Segment Start: The data
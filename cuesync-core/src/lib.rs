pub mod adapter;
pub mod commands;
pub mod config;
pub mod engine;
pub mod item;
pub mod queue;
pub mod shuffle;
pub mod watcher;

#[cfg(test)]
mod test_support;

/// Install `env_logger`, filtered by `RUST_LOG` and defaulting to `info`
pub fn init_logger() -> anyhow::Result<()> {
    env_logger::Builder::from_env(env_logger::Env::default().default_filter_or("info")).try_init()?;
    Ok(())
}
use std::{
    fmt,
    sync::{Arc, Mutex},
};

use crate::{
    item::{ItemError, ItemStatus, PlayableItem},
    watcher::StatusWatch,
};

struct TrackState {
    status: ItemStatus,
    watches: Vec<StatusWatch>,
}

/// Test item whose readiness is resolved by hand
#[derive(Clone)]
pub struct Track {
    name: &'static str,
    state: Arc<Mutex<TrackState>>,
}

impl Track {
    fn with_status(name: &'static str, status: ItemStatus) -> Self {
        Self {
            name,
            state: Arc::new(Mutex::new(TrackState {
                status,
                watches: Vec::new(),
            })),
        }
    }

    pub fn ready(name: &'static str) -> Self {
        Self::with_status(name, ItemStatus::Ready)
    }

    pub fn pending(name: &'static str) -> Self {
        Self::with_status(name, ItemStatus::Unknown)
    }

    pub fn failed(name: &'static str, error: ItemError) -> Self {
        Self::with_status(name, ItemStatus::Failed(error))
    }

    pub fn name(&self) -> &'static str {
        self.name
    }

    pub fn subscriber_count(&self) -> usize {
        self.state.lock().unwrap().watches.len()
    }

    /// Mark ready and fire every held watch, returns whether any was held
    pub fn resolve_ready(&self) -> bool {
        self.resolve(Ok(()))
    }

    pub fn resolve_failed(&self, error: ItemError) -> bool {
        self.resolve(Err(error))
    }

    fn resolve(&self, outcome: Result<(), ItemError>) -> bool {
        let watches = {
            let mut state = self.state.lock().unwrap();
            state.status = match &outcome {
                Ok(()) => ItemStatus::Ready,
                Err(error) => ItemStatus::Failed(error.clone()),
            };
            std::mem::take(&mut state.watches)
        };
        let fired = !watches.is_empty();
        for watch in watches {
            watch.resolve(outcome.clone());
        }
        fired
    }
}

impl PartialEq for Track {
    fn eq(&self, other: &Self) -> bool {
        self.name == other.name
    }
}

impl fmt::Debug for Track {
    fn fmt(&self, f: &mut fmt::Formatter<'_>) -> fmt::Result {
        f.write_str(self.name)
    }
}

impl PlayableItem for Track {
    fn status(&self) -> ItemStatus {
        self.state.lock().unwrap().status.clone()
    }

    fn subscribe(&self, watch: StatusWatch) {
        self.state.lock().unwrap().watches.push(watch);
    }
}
Segment End: The data
Segment Start: The data
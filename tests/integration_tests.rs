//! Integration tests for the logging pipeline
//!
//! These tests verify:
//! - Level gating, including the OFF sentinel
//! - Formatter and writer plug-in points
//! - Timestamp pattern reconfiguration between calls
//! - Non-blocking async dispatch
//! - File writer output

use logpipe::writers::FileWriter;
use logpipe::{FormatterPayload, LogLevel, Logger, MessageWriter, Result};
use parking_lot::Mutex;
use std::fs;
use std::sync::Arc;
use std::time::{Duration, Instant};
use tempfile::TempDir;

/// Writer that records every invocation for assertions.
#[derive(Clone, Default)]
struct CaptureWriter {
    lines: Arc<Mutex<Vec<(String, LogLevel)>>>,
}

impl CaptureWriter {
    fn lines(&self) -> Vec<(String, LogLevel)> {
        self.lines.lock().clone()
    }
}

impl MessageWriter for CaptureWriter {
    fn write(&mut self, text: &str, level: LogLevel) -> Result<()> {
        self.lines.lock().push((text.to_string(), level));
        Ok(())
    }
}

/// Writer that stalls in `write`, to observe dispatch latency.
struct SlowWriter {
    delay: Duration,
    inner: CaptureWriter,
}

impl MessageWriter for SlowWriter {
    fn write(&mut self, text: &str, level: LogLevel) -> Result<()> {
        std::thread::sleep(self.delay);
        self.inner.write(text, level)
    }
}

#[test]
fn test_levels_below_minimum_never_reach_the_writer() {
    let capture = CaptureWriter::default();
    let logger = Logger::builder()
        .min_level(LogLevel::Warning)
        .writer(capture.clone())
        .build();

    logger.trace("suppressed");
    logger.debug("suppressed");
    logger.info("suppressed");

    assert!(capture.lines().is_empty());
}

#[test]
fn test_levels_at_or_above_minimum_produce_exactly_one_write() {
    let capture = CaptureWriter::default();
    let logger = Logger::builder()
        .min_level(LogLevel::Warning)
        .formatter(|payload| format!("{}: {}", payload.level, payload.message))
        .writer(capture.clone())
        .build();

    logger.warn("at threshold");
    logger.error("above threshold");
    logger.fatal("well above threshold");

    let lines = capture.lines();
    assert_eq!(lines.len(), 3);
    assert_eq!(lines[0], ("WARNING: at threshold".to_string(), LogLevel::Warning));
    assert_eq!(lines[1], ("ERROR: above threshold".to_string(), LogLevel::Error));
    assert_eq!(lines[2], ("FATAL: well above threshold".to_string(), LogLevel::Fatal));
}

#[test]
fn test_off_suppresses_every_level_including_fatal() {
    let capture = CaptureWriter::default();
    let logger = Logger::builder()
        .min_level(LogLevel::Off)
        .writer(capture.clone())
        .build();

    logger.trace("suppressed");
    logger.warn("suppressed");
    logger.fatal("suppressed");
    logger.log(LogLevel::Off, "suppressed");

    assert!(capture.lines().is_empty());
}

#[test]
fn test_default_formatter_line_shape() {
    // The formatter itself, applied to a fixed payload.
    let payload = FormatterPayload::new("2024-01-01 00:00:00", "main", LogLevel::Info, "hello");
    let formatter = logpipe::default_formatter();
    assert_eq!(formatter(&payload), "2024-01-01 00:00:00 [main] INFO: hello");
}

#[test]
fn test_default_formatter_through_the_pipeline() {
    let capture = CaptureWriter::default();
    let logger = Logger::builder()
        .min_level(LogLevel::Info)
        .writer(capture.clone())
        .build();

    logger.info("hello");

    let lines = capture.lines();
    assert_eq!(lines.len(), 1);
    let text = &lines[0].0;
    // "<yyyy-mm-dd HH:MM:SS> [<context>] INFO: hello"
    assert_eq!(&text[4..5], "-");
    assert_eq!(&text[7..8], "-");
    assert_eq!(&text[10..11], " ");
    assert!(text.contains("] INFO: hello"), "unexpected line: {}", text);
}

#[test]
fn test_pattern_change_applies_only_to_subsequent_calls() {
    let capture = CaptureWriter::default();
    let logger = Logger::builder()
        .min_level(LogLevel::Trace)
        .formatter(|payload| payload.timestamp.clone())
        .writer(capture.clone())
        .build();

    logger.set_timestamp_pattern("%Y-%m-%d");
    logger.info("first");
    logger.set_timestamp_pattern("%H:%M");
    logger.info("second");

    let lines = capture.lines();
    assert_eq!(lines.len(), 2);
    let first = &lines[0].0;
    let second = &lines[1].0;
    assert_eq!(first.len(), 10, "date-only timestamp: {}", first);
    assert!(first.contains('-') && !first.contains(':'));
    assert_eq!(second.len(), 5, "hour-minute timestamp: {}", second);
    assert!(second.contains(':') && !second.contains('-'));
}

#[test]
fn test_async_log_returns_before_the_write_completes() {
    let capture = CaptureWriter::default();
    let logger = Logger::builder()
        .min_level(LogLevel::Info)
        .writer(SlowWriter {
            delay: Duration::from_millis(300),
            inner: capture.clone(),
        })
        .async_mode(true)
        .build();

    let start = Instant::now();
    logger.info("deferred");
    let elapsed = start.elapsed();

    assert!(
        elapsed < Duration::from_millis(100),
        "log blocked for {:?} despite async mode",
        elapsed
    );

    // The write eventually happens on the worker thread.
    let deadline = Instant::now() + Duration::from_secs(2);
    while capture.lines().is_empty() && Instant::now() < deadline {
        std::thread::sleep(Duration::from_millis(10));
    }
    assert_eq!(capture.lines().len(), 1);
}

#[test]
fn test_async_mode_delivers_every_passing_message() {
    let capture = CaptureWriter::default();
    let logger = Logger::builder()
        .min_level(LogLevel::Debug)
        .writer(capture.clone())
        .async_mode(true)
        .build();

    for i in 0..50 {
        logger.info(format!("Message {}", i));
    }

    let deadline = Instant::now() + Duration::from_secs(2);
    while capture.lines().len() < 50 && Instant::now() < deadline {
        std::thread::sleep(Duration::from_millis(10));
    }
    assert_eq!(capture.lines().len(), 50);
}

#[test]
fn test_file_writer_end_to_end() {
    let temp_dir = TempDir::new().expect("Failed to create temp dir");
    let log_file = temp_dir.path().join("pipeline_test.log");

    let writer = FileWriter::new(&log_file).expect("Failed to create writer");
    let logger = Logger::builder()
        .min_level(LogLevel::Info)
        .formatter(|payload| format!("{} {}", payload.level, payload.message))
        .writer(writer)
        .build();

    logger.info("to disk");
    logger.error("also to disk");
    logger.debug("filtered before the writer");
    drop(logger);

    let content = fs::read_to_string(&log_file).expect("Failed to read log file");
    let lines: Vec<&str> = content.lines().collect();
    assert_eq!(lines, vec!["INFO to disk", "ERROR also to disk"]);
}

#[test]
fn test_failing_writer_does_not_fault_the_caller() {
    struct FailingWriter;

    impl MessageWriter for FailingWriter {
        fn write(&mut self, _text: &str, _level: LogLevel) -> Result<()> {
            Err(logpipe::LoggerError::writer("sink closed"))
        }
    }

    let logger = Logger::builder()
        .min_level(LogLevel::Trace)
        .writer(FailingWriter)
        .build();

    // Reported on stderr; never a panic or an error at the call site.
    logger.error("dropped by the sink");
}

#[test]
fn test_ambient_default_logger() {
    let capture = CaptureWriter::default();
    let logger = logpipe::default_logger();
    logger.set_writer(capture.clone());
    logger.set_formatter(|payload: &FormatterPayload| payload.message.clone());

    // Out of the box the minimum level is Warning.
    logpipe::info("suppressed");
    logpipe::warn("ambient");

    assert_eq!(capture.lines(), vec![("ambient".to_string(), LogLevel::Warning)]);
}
Segment End: The data
Supply only the number of lines above in which "create" occurs.

2